*EXERCISE PROMPT*: Only lines below containing the string "main" should be counted; please give that count by itself.

*** Opening SUPPLIED MATERIAL ***

use crate::error::{TsError, Warning};
use crate::Result;

pub mod ts;

use ts::adaptation::AdaptationField;
use ts::pes::PesPacket;
use ts::psi::PsiSection;

/// Per-frame progress handed to a [`ScanObserver`].
#[derive(Debug, Clone, Copy)]
pub struct FrameProgress<'a> {
    /// Zero-based frame index.
    pub index: u64,
    /// Frame count of the source when known.
    pub total: Option<u64>,
    pub pid: u16,
    pub adaptation: Option<&'a AdaptationField>,
    /// Transport error indicator set, or the frame failed to decode.
    pub error: bool,
}

/// Observes a scan. Purely informational: nothing an observer does feeds
/// back into demultiplexing.
pub trait ScanObserver: Send {
    fn on_frame(&mut self, progress: &FrameProgress<'_>);

    fn on_section(&mut self, _pid: u16, _section: &PsiSection) {}

    fn on_pes(&mut self, _pid: u16, _pes: &PesPacket) {}

    fn on_warning(&mut self, _pid: u16, _warning: &Warning) {}

    fn on_unit_error(&mut self, _pid: u16, _error: &TsError) {}
}

/// An observer that ignores everything.
#[derive(Debug, Default, Clone, Copy)]
pub struct NullObserver;

impl ScanObserver for NullObserver {
    fn on_frame(&mut self, _progress: &FrameProgress<'_>) {}
}

/// Append-only per-program output. Frames arrive verbatim, one call per
/// frame, keyed by the program-map PID that owns them.
pub trait FrameSink: Send {
    fn write_frame(&mut self, program_map_pid: u16, frame: &[u8]) -> Result<()>;

    fn flush(&mut self) -> Result<()> {
        Ok(())
    }
}
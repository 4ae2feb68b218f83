use clap::Parser;
use log::{info, warn};
use std::path::PathBuf;
use tokio_util::sync::CancellationToken;
use tsmarker::config::ScanConfig;
use tsmarker::format::ts::{spawn_scan, ScanOutcome, Scanner};

#[derive(Parser)]
#[clap(version, about = "Inspect an MPEG transport stream frame by frame")]
struct Opt {
    /// Transport stream file to scan
    input: PathBuf,

    /// Split every program into <DIR>/<pmt_pid>.m2ts
    #[clap(long, value_name = "DIR")]
    split: Option<PathBuf>,

    /// Config file read instead of ./tsmarker.toml
    #[clap(long, value_name = "FILE")]
    config: Option<PathBuf>,

    /// Log progress every N frames (0 disables)
    #[clap(long, value_name = "N")]
    progress: Option<u64>,

    /// Check the CRC of every PSI section
    #[clap(long, default_value_t = false)]
    verify_crc: bool,

    /// Log every decoded unit
    #[clap(short, long, default_value_t = false)]
    verbose: bool,
}

#[tokio::main]
async fn main() -> Result<(), Box<dyn std::error::Error>> {
    let opt = Opt::parse();

    let level = if opt.verbose { "debug" } else { "info" };
    env_logger::Builder::from_env(env_logger::Env::default().default_filter_or(level)).init();

    let mut config = match &opt.config {
        Some(path) => ScanConfig::load_from(path)?,
        None => ScanConfig::load()?,
    };
    if let Some(dir) = opt.split {
        config.split = true;
        config.output_dir = Some(dir);
    }
    if let Some(interval) = opt.progress {
        config.progress_interval = interval;
    }
    config.verify_crc |= opt.verify_crc;

    let token = CancellationToken::new();
    let scanner = Scanner::from_config(&opt.input, &config)?.with_cancellation(token.clone());
    info!("scanning {}", opt.input.display());
    let mut scan = spawn_scan(scanner);

    let report = tokio::select! {
        result = &mut scan => result??,
        _ = tokio::signal::ctrl_c() => {
            info!("Received Ctrl+C, stopping scan");
            token.cancel();
            scan.await??
        }
    };

    println!("{}", report);
    if let ScanOutcome::Truncated(reason) = &report.outcome {
        warn!("input ended early: {}", reason);
    }
    Ok(())
}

*** Closing SUPPLIED MATERIAL ***

*SOLVED EXERCISE*: 2